The new Broadway musical Soul Doctor, now playing at Circle-in-the-Square, marks the Broadway debut of Joy Dewing Casting. She’s cast for Broadway before, but the previous times she was part of a team. In June of 2012 she started her own company, and making it to Broadway so fast is extremely impressive, like a rocket taking off.
In fact, Soul Doctor’s off-Broadway run at the New York Theatre Workshop was JDC’s first gig, last summer. For Broadway, though, she found new people for almost all the roles; there was also a new choreographer. And the script had evolved, redefining characters. Soul Doctor is a biography of a songwriting rabbi whose life is given direction by a chance encounter with Nina Simone. Their first scene together is a splendid dialogue, with Simone at the piano, drifting in and out of song. Getting the right people for these two roles was of paramount importance. While the critics didn’t write raves about the show itself, many extolled the cast, especially Amber Iman as Nina Simone. Iman’s a powerful presence and a new face: Her resumé is not long. So, anyone focusing on what’s really good about the show tends to say “That Nina Simone actress is fantastic! How in the world did they find her?” And then Joy’s ears start ringing, because people keep talking about the brilliant job the casting director did.
So, Opening Night, before the show (from those associated with the show), during intermission (from the enthusiastic audience), after the show and at the cast party, people were singing Joy’s praises, congratulating her, hugging her. Which is how it should be, every day. Joy does so much for the behind-the-scenes team putting on shows, and, perhaps more than anyone in the business, works to ensure that auditioning actors have a positive experience. You know fewer than one out of a hundred will be cast, but when you talk to performers who went in for a JDC project, and didn’t get the role, they look upon their time in front of Joy favorably. This is a business where, unfortunately, too many actors, tired of the onslaught of constant rejection, focus their frustration on casting directors. So, to be popular with the players is a rather rare thing.
Yes, I realize no one’s trusting me to be objective about Joy, or even about Soul Doctor. But there must be some value, I think, in reading what a bunch of different critics say about a show, and seeing if a common theme emerges. For instance, take Catch Me If You Can, a 2011 Broadway dud by Terrence McNally, Scott Wittman and Marc Shaiman.
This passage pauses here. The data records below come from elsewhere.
use criterion::{black_box, criterion_group, criterion_main, BenchmarkId, Criterion};
use nucleation_edit::Region;
use std::time::Duration;

// Corner updates rebuild the whole cell set, so cost should track volume.
fn bench_set_corner(c: &mut Criterion) {
    let mut group = c.benchmark_group("set_corner");
    group.measurement_time(Duration::from_secs(3));

    for &size in &[8, 16, 32, 64] {
        group.bench_with_input(BenchmarkId::new("cube", size), &size, |b, &size| {
            let mut region = Region::new();
            region.set_corner_a((0, 0, 0));
            b.iter(|| {
                region.set_corner_b((size - 1, size - 1, size - 1));
                black_box(region.size());
            });
        });
    }
    group.finish();
}

fn bench_repeated_small_updates(c: &mut Criterion) {
    let mut group = c.benchmark_group("repeated_updates");
    group.measurement_time(Duration::from_secs(3));

    for &updates in &[1, 10, 100] {
        group.bench_with_input(BenchmarkId::new("8_cube", updates), &updates, |b, &updates| {
            let mut region = Region::from_corners((0, 0, 0), (7, 7, 7));
            b.iter(|| {
                for i in 0..updates {
                    region.set_corner_b((7, 7, 7 + (i % 2)));
                }
                black_box(region.size());
            });
        });
    }
    group.finish();
}

fn bench_enclosed_cells(c: &mut Criterion) {
    let mut group = c.benchmark_group("enclosed_cells");
    group.measurement_time(Duration::from_secs(3));

    for &size in &[16, 32] {
        let region = Region::from_corners((0, 0, 0), (size - 1, size - 1, size - 1));
        group.bench_function(&format!("{}_cube", size), |b| {
            b.iter(|| black_box(region.enclosed_cells().len()));
        });
    }
    group.finish();
}

criterion_group!(
    benches,
    bench_set_corner,
    bench_repeated_small_updates,
    bench_enclosed_cells
);
criterion_main!(benches);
Never saw it, but clearly remember the critical consensus that it didn’t tell its story in a compelling way. Now, before it opened, it looked to be a sure hit, with a quartet of musical theatre stars of the highest caliber: Norbert Leo Butz, Aaron Tveit, Tom Wopat and Kerry Butler. If you can’t manage more than a five month run with those personalities, what have you? To my surprise, a national tour was announced, and Joy was hired to cast it. In her cast were two former students of mine, Merritt David Janes (in the Butz/Hanks role) and Vanessa Dunleavy. The lead was a very young fellow named Stephen Anthony. Well, just like any spouse with internet access, I read a lot of the road reviews, and regional critics really liked the show, thought it worked, but were especially enthusiastic about Joy’s discovery, Anthony. What, I ask you, accounted for the difference in response between the all-star outing on Broadway and the road show filled with unknowns?
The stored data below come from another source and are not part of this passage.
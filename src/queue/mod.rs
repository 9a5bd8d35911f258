//! Tick-amortized mutation queue.
//!
//! Producers on any thread enqueue writes; the tick thread calls
//! [`MutationQueue::drain`] once per simulation step, applying a bounded
//! slice of writes and a bounded slice of change notifications. The two
//! slices are drained independently, so a notification may reach observers
//! before or after its paired write lands.

pub mod controller;
pub mod task;

pub use controller::{updates_for, Adjustment, ThroughputController};
pub use task::MutationTask;

use crate::block_position::BlockPosition;
use crate::block_state::BlockState;
use crate::config::EditConfig;
use crate::region::Region;
use crate::world::{PerformanceSignal, WorldAccess};
use rand::Rng;
use std::collections::VecDeque;
use std::sync::atomic::{AtomicU64, AtomicUsize, Ordering};
use std::sync::{Mutex, MutexGuard, PoisonError};

/// What a single drain call did.
#[derive(Debug, Clone, Default, PartialEq)]
pub struct DrainReport {
    pub tick: u64,
    pub writes_applied: usize,
    /// Writes dropped because their position was out of bounds.
    pub writes_skipped: usize,
    pub notifications_sent: usize,
    pub notifications_skipped: usize,
    pub adjustment: Option<Adjustment>,
}

impl DrainReport {
    pub fn is_empty(&self) -> bool {
        self.writes_applied == 0
            && self.writes_skipped == 0
            && self.notifications_sent == 0
            && self.notifications_skipped == 0
    }
}

pub struct MutationQueue {
    writes: Mutex<VecDeque<MutationTask>>,
    notifications: Mutex<VecDeque<MutationTask>>,
    blocks_per_tick: AtomicUsize,
    updates_per_tick: AtomicUsize,
    tick_counter: AtomicU64,
    controller: ThroughputController,
    min_blocks_per_tick: usize,
    max_blocks_per_tick: usize,
    notify_after_write: bool,
}

impl Default for MutationQueue {
    fn default() -> Self {
        Self::new()
    }
}

impl MutationQueue {
    pub fn new() -> Self {
        Self::with_config(&EditConfig::default())
    }

    pub fn with_config(config: &EditConfig) -> Self {
        let min = config.min_blocks_per_tick.max(1);
        let max = config.max_blocks_per_tick.max(min);
        let blocks_per_tick = config.blocks_per_tick.clamp(min, max);
        Self {
            writes: Mutex::new(VecDeque::new()),
            notifications: Mutex::new(VecDeque::new()),
            blocks_per_tick: AtomicUsize::new(blocks_per_tick),
            updates_per_tick: AtomicUsize::new(updates_for(blocks_per_tick)),
            tick_counter: AtomicU64::new(0),
            controller: ThroughputController::from_config(config),
            min_blocks_per_tick: min,
            max_blocks_per_tick: max,
            notify_after_write: config.notify_after_write,
        }
    }

    // -- Producers --

    /// Queues a write, paired with a change notification unless
    /// `notify_after_write` is disabled.
    pub fn enqueue_write(&self, position: BlockPosition, state: BlockState) {
        lock(&self.writes).push_back(MutationTask::write(position, state));
        if self.notify_after_write {
            lock(&self.notifications).push_back(MutationTask::notify(position));
        }
    }

    /// Queues a write that observers are never told about. Used when
    /// replaying history.
    pub fn enqueue_restore(&self, position: BlockPosition, state: BlockState) {
        lock(&self.writes).push_back(MutationTask::write(position, state));
    }

    /// Queues one write per enclosed cell of `region`, with the block chosen
    /// by `brush(cell, origin, rng)`. Returns the number of writes queued.
    pub fn enqueue_fill<R, F>(&self, region: &Region, mut brush: F, rng: &mut R) -> usize
    where
        R: Rng + ?Sized,
        F: FnMut(BlockPosition, BlockPosition, &mut R) -> BlockState,
    {
        let Some(origin) = region.origin() else {
            return 0;
        };

        let writes: Vec<MutationTask> = region
            .iter()
            .map(|&cell| MutationTask::write(cell, brush(cell, origin, rng)))
            .collect();
        let count = writes.len();

        if self.notify_after_write {
            let notifications = writes.iter().map(|t| MutationTask::notify(t.position));
            lock(&self.notifications).extend(notifications);
        }
        lock(&self.writes).extend(writes);
        count
    }

    /// Drops every task not yet popped by a drain. Writes already applied
    /// stay applied.
    pub fn clear_queues(&self) {
        lock(&self.writes).clear();
        lock(&self.notifications).clear();
    }

    // -- Consumer --

    /// Applies one tick's worth of pending work. Must only be called from
    /// the tick thread, never concurrently with itself.
    pub fn drain<W, P>(&self, world: &mut W, perf: &P) -> DrainReport
    where
        W: WorldAccess + ?Sized,
        P: PerformanceSignal + ?Sized,
    {
        let tick = self.tick_counter.fetch_add(1, Ordering::Relaxed) + 1;
        let mut report = DrainReport {
            tick,
            ..DrainReport::default()
        };

        if self.controller.should_sample(tick, self.pending_writes()) {
            report.adjustment = Some(self.run_controller(perf.current_throughput()));
        }

        let writes = pop_front(&self.writes, self.blocks_per_tick());
        for task in writes {
            let Some(state) = task.target_state else {
                continue;
            };
            if world.is_in_bounds(task.position) {
                world.set_block(task.position, &state, false);
                report.writes_applied += 1;
            } else {
                report.writes_skipped += 1;
            }
        }

        let notifications = pop_front(&self.notifications, self.updates_per_tick());
        for task in notifications {
            if world.is_in_bounds(task.position) {
                let current = world.get_block(task.position);
                world.broadcast(task.position, &current);
                report.notifications_sent += 1;
            } else {
                report.notifications_skipped += 1;
            }
        }

        if !report.is_empty() {
            log::trace!(
                "tick {}: {} writes ({} out of bounds), {} notifications, {} writes pending",
                tick,
                report.writes_applied,
                report.writes_skipped,
                report.notifications_sent,
                self.pending_writes()
            );
        }
        report
    }

    fn run_controller(&self, throughput: f64) -> Adjustment {
        let previous = self.blocks_per_tick();
        let current = self.controller.adjust(previous, throughput);
        self.store_budget(current);
        log::debug!(
            "throughput {:.1}: blocks per tick {} -> {}",
            throughput,
            previous,
            current
        );
        Adjustment {
            throughput,
            previous,
            current,
        }
    }

    // -- Budget --

    pub fn blocks_per_tick(&self) -> usize {
        self.blocks_per_tick.load(Ordering::Relaxed)
    }

    pub fn updates_per_tick(&self) -> usize {
        self.updates_per_tick.load(Ordering::Relaxed)
    }

    /// Sets the write budget by hand, clamped to `[min, max]`. The
    /// controller may move it again once the backlog is large.
    pub fn set_blocks_per_tick(&self, blocks_per_tick: usize) {
        self.store_budget(blocks_per_tick.clamp(self.min_blocks_per_tick, self.max_blocks_per_tick));
    }

    fn store_budget(&self, blocks_per_tick: usize) {
        self.blocks_per_tick.store(blocks_per_tick, Ordering::Relaxed);
        self.updates_per_tick
            .store(updates_for(blocks_per_tick), Ordering::Relaxed);
    }

    pub fn controller(&self) -> &ThroughputController {
        &self.controller
    }

    // -- Observability --

    pub fn pending_writes(&self) -> usize {
        lock(&self.writes).len()
    }

    pub fn pending_notifications(&self) -> usize {
        lock(&self.notifications).len()
    }

    pub fn is_idle(&self) -> bool {
        self.pending_writes() == 0 && self.pending_notifications() == 0
    }

    pub fn tick_count(&self) -> u64 {
        self.tick_counter.load(Ordering::Relaxed)
    }
}

// A panic on another producer thread must not wedge the tick thread; the
// deques stay structurally valid whatever the panicking holder was doing.
fn lock<T>(mutex: &Mutex<T>) -> MutexGuard<'_, T> {
    mutex.lock().unwrap_or_else(PoisonError::into_inner)
}

/// Pops up to `max` tasks under the lock so that applying them does not
/// block producers.
fn pop_front(queue: &Mutex<VecDeque<MutationTask>>, max: usize) -> Vec<MutationTask> {
    let mut queue = lock(queue);
    let n = max.min(queue.len());
    queue.drain(..n).collect()
}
In Soul Doctor’s case, I think it’s instructive that many critics note the passivity of the title character, an issue that’s plagued many a first-time musical writer. Protagonists need to do big things, rather than be buffeted by fate like a feather in the wind. That’s why the much-revised Leonard Bernstein musical Candide can never quite work. Voltaire wasn’t fashioning a dramatic narrative, and it’s tough for audiences to embrace a hero who doesn’t do all that much. But the night a lonely cleric wanders into a jazz joint near Columbia and strikes up a conversation with the lady behind the piano – well, there’s gold in the playing, by Eric Anderson and Amber Iman. And I tell you something nobody involved with Soul Doctor knows – Joy and I live right near a little jazz joint near Columbia. Beshert!